Looking back at our 2021 privacy-preserving ML paper

In 2020 and 2021, we made rapid progress and successfully converted multi-layer perceptrons (MLP). Our goal was to demonstrate that, with TFHE—the cryptographic scheme we use at Zama—it is possible to handle very deep neural networks. This is significant because cryptographic noise has historically limited the depth of neural networks in cryptography. We showcased this breakthrough in our paper called: "Programmable Bootstrapping Enables Efficient Homomorphic Inference of Deep Neural Networks".

In this paper, we used our ONNX-based prototype to convert NN-20, NN-50, and NN-100 into their FHE equivalents and ran them on powerful servers. The NN-i models were CNN neural networks, starting with a convolutional layer and a ReLU activation, followed by (i-1) dense layers with ReLU activations, and ending with a final dense layer. NN-20, NN-50, and NN-100 are notably deep neural networks. Our goal was to showcase the capability of TFHE, rather than to address a specific machine learning problem, since MNIST is a relatively simple task.

The results were as follows:

Table 6.2 from the Programmable Bootstrapping Enables Efficient Homomorphic Inference of Deep Neural Networks paper

‍

From manual optimizations to FHE compilers

While the method in our paper achieved good results, we realized that creating a monolithic compiler to handle both machine learning tasks, such as quantization, and cryptographic tasks simultaneously would be too cumbersome for practical use. A change of plan was necessary to separate the different stages of model conversion to FHE:

User Control: Users would handle machine-learning-related choices and tasks, such as selecting FHE-compatible layers, applying pruning, or choosing the appropriate quantization method (e.g., PTQ or QAT).
Compiler Focus: The new compiler would focus exclusively on cryptography and security, the core of our expertise.

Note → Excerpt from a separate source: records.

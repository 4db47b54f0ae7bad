use std::sync::Arc;

use tokio::net::TcpListener;
use tracing::{debug, info, warn};

use crate::subscriber::handler::SubscriberHandler;
use crate::transport::message::{RpcResponse, SubscriberRequest};
use crate::transport::rpc::serve_connection;
use crate::utils::error::ServerError;

/// Acknowledgement returned for every callback.
pub const ACK: &str = "OK";

/// Bind `addr` and answer broker callbacks with `handler`.
pub async fn start_subscriber_endpoint(
    addr: &str,
    handler: Arc<dyn SubscriberHandler>,
) -> Result<(), ServerError> {
    let listener = TcpListener::bind(addr)
        .await
        .map_err(|source| ServerError::Bind {
            addr: addr.to_string(),
            source,
        })?;

    info!("Subscriber endpoint listening on ws://{addr}");
    serve_subscriber(listener, handler).await;
    Ok(())
}

pub async fn serve_subscriber(listener: TcpListener, handler: Arc<dyn SubscriberHandler>) {
    loop {
        let (stream, peer) = match listener.accept().await {
            Ok(accepted) => accepted,
            Err(e) => {
                warn!("Failed to accept callback connection: {e}");
                continue;
            }
        };

        let handler = Arc::clone(&handler);
        let session = format!("callback-{peer}");

        tokio::spawn(async move {
            serve_connection(stream, &session, |request: SubscriberRequest| {
                let handler = Arc::clone(&handler);
                async move { handle_callback(handler.as_ref(), request).await }
            })
            .await;
        });
    }
}

async fn handle_callback(handler: &dyn SubscriberHandler, request: SubscriberRequest) -> RpcResponse {
    match request {
        SubscriberRequest::SendMessage { topic, message } => {
            debug!("Message received on {topic}");
            handler.on_message(&topic, message).await;
        }
        SubscriberRequest::SendDeadLetters { dead_letters } => {
            debug!("Received {} dead letters", dead_letters.len());
            handler.on_dead_letters(dead_letters).await;
        }
    }
    RpcResponse::reply(ACK)
}
//! CLI for rpcsub
//!
//! Subcommands:
//! - `server`: run the broker
//! - `topic`: create a topic
//! - `publish`: publish one message
//! - `subscribe`: run a subscriber endpoint and print what arrives

use std::sync::Arc;

use clap::Parser;
use rpcsub::broker::Broker;
use rpcsub::client::BrokerClient;
use rpcsub::config::load_config;
use rpcsub::subscriber::{ChannelHandler, Delivery, serve_subscriber};
use rpcsub::transport::{WebSocketCallbacks, start_rpc_server};
use tokio::net::TcpListener;
use tracing::{error, info, warn};

#[derive(Parser)]
#[command(name = "rpcsub")]
enum Command {
    /// Start the broker RPC server
    Server,
    /// Create a topic on the broker
    Topic {
        #[arg(long, default_value = "127.0.0.1:3000")]
        broker: String,
        name: String,
    },
    /// Publish a message on a topic
    Publish {
        #[arg(long, default_value = "127.0.0.1:3000")]
        broker: String,
        #[arg(long)]
        topic: String,
        message: String,
    },
    /// Listen for deliveries on one or more topics until Ctrl-C
    Subscribe {
        #[arg(long, default_value = "127.0.0.1:3000")]
        broker: String,
        /// Address to bind; also the identity registered with the broker
        #[arg(long)]
        listen: String,
        #[arg(long = "topic", required = true)]
        topics: Vec<String>,
    },
}

#[tokio::main]
async fn main() {
    let _ = dotenvy::dotenv();
    let cmd = Command::parse();

    let config = match load_config() {
        Ok(config) => config,
        Err(e) => {
            rpcsub::utils::logging::init("info");
            error!("Failed to load configuration: {}", e);
            return;
        }
    };
    rpcsub::utils::logging::init(&config.logging.level);

    let result = match cmd {
        Command::Server => run_server(config).await,
        Command::Topic { broker, name } => run_topic(&broker, &name).await,
        Command::Publish {
            broker,
            topic,
            message,
        } => run_publish(&broker, &topic, &message).await,
        Command::Subscribe {
            broker,
            listen,
            topics,
        } => run_subscriber(&broker, &listen, &topics).await,
    };

    if let Err(e) = result {
        error!("{}", e);
    }
}

async fn run_server(config: rpcsub::config::Settings) -> Result<(), Box<dyn std::error::Error>> {
    let addr = config.server.address();
    let broker = Arc::new(Broker::with_settings(
        &config.broker,
        Arc::new(WebSocketCallbacks),
    ));

    tokio::select! {
        result = start_rpc_server(&addr, broker) => {
            result?;
            error!("RPC server exited unexpectedly.");
        }
        _ = tokio::signal::ctrl_c() => {
            info!("Shutdown signal received. Exiting gracefully.");
        }
    }

    Ok(())
}

async fn run_topic(broker: &str, name: &str) -> Result<(), Box<dyn std::error::Error>> {
    let status = BrokerClient::new(broker).new_topic(name).await?;
    println!("{status}");
    Ok(())
}

async fn run_publish(
    broker: &str,
    topic: &str,
    message: &str,
) -> Result<(), Box<dyn std::error::Error>> {
    let status = BrokerClient::new(broker).publish(topic, message).await?;
    println!("{status}");
    Ok(())
}

async fn run_subscriber(
    broker: &str,
    listen: &str,
    topics: &[String],
) -> Result<(), Box<dyn std::error::Error>> {
    let (handler, mut deliveries) = ChannelHandler::new();
    let listener = TcpListener::bind(listen).await?;
    info!("Subscriber endpoint listening on ws://{listen}");
    let endpoint = tokio::spawn(serve_subscriber(listener, Arc::new(handler)));

    let client = BrokerClient::new(broker);
    info!("Connect: {}", client.connect(listen).await?);
    for topic in topics {
        let status = client.subscribe(topic, listen).await?;
        if status.is_success() {
            info!("Subscribe {topic}: {status}");
        } else {
            warn!("Subscribe {topic}: {status}");
        }
    }

    loop {
        tokio::select! {
            delivery = deliveries.recv() => match delivery {
                Some(Delivery::Live { topic, message }) => println!("[{topic}] {message}"),
                Some(Delivery::DeadLetters(letters)) => {
                    for letter in letters {
                        println!("[{}] {} (dead letter)", letter.topic, letter.message);
                    }
                }
                None => break,
            },
            _ = tokio::signal::ctrl_c() => {
                info!("Shutdown signal received, unsubscribing.");
                break;
            }
        }
    }

    for topic in topics {
        if let Err(e) = client.unsubscribe(topic, listen).await {
            warn!("Unsubscribe {topic} failed: {e}");
        }
    }
    endpoint.abort();
    Ok(())
}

This pivot was also the right moment to adjust our strategy. We moved away from the purely ML-oriented compiler concept towards a more generic compiler framework with specialized frontends. The first of these frontends would be Concrete ML (for machine learning) and Concrete Python (for classical Python mathematical computations).

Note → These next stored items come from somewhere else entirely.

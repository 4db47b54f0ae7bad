use std::sync::Arc;

use tokio::net::TcpListener;

use super::{ACK, ChannelHandler, Delivery, serve_subscriber, start_subscriber_endpoint};
use crate::broker::{DeadLetter, SubscriberTransport};
use crate::transport::WebSocketCallbacks;
use crate::utils::error::ServerError;

async fn spawn_endpoint() -> (String, tokio::sync::mpsc::UnboundedReceiver<Delivery>) {
    let listener = TcpListener::bind("127.0.0.1:0").await.unwrap();
    let addr = listener.local_addr().unwrap().to_string();
    let (handler, deliveries) = ChannelHandler::new();
    tokio::spawn(serve_subscriber(listener, Arc::new(handler)));
    (addr, deliveries)
}

#[tokio::test]
async fn test_endpoint_acknowledges_live_message() {
    let (addr, mut deliveries) = spawn_endpoint().await;

    let ack = WebSocketCallbacks
        .send_message(&addr, "region-eu", "payload-1")
        .await
        .unwrap();

    assert_eq!(ack, ACK);
    assert_eq!(
        deliveries.recv().await.unwrap(),
        Delivery::Live {
            topic: "region-eu".to_string(),
            message: "payload-1".to_string(),
        }
    );
}

#[tokio::test]
async fn test_endpoint_receives_dead_letters_in_order() {
    let (addr, mut deliveries) = spawn_endpoint().await;
    let batch = vec![
        DeadLetter::new("region-eu", "payload-1"),
        DeadLetter::new("region-us", "payload-2"),
        DeadLetter::new("region-eu", "payload-3"),
    ];

    let ack = WebSocketCallbacks
        .send_dead_letters(&addr, &batch)
        .await
        .unwrap();

    assert_eq!(ack, ACK);
    assert_eq!(deliveries.recv().await.unwrap(), Delivery::DeadLetters(batch));
}

#[tokio::test]
async fn test_endpoint_reports_bind_failure() {
    let taken = TcpListener::bind("127.0.0.1:0").await.unwrap();
    let addr = taken.local_addr().unwrap().to_string();
    let (handler, _deliveries) = ChannelHandler::new();

    let result = start_subscriber_endpoint(&addr, Arc::new(handler)).await;
    assert!(matches!(result, Err(ServerError::Bind { .. })));
}
mod settings;

use config::{Config, ConfigError, Environment, File};

use settings::PartialSettings;

pub use settings::{BrokerSettings, LoggingSettings, ServerSettings, Settings};

/// Prefix for environment overrides, e.g. `RPCSUB_SERVER__PORT=4000`.
pub const ENV_PREFIX: &str = "RPCSUB";

/// Loads the configuration from `config/default` and environment variables.
///
/// Missing values are filled from `Settings::default()`.
pub fn load_config() -> Result<Settings, ConfigError> {
    load_config_from("config/default")
}

/// Same as [`load_config`] but reads the (optional) file at `path`. The file
/// extension may be omitted; the `config` crate probes the supported formats.
pub fn load_config_from(path: &str) -> Result<Settings, ConfigError> {
    let builder = Config::builder()
        .add_source(File::with_name(path).required(false))
        .add_source(
            Environment::with_prefix(ENV_PREFIX)
                .prefix_separator("_")
                .separator("__")
                .try_parsing(true),
        );

    let config = builder.build()?;

    // Try to deserialize what is available
    let partial: PartialSettings = config.try_deserialize()?;

    Ok(partial.merge_with_defaults())
}
//! # rpcsub
//!
//! `rpcsub` is an in-memory publish/subscribe broker whose subscribers are
//! addressed by the network address they listen on. The broker pushes every
//! published message to each subscriber's endpoint, and whatever cannot be
//! delivered is kept as a dead letter until that subscriber connects again.
//!
//! ## Core Modules
//!
//! - `broker`: topics, liveness, dead-letter queues and fan-out delivery.
//! - `transport`: the JSON-over-WebSocket request/response protocol, the
//!   broker's RPC server and the outbound subscriber callbacks.
//! - `client`: caller-side access to the broker's five RPC methods.
//! - `subscriber`: an endpoint implementing the subscriber callback contract.
//! - `config`: layered configuration loading.
//! - `utils`: error types and logging setup.

pub mod broker;
pub mod client;
pub mod config;
pub mod subscriber;
pub mod transport;
pub mod utils;
//! Dead-letter entries
//!
//! A `DeadLetter` is a (topic, message) pair that could not be delivered to
//! one subscriber. It is the element type of the per-subscriber queues in
//! `DeadLetterStore` and travels unchanged inside a `send_dead_letters`
//! callback.
//!
//! - `topic`: the topic the message was published on
//! - `message`: the published payload, verbatim
//! - `timestamp`: milliseconds since UNIX epoch; set when the broker queued it

use serde::{Deserialize, Serialize};

#[derive(Debug, Clone, PartialEq, Eq, Serialize, Deserialize)]
pub struct DeadLetter {
    pub topic: String,
    pub message: String,
    #[serde(default)]
    pub timestamp: i64,
}

impl DeadLetter {
    pub fn new(topic: &str, message: &str) -> Self {
        Self {
            topic: topic.to_string(),
            message: message.to_string(),
            timestamp: chrono::Utc::now().timestamp_millis(),
        }
    }
}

We replaced our ONNX-based approach with an MLIR approach. MLIR, a classical framework used in compilers, allowed us to leverage existing community-built tools for traditional compilers and layer FHE constraints on top of them. This transition enabled us to build a more robust and flexible solution.

There were additional advantages to this pivot, such as improved support for hardware accelerators like GPUs, FPGAs, and ASICs, thanks to the Concrete backends. Additionally, this change simplified our Concrete optimizer, making the overall system more efficient and versatile.

The impact of our changes

In our ONNX-based compiler, we used an approximate computation approach, where computations in the clear were replaced by computations over encrypted data that were close but not fully exact. With Concrete, we decided to use the approximate approach only when it worked well. We also provided tools for users to verify the impact of the loss of exactness on accuracy.

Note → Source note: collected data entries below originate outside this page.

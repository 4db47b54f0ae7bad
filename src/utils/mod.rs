//! The `utils` module provides shared building blocks used across the
//! `rpcsub` crate: the error types returned by the transport and client
//! layers, and logging setup for the binary.

pub mod error;
pub mod logging;

#[cfg(test)]
mod tests {
    use super::logging;

    #[test]
    fn logging_init_accepts_levels() {
        // Should not panic
        logging::init("info");
        logging::init("debug");
        logging::init("warn");
        logging::init("nonsense");
    }
}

For models that require full exactness, and as a fallback when the approximate computation is not sufficiently accurate, Concrete offers a fully exact approach. Today, with these two approaches, we allow advanced users to set the degree of "approximateness" according to their needs..

At the beginning of Concrete, operators like roundPBS or truncatePBS, which replace table lookups T[i] with T′[i′] where i′ contains the leading bits of i, were not present. These operators are particularly valuable in the context of machine learning, as models are inherently resistant to these computational simplifications. The shorter i′ index makes computations significantly faster. In our ONNX-based compiler, these operators were available natively for complex reasons. Today, they are also available in Concrete and are widely used in Concrete ML.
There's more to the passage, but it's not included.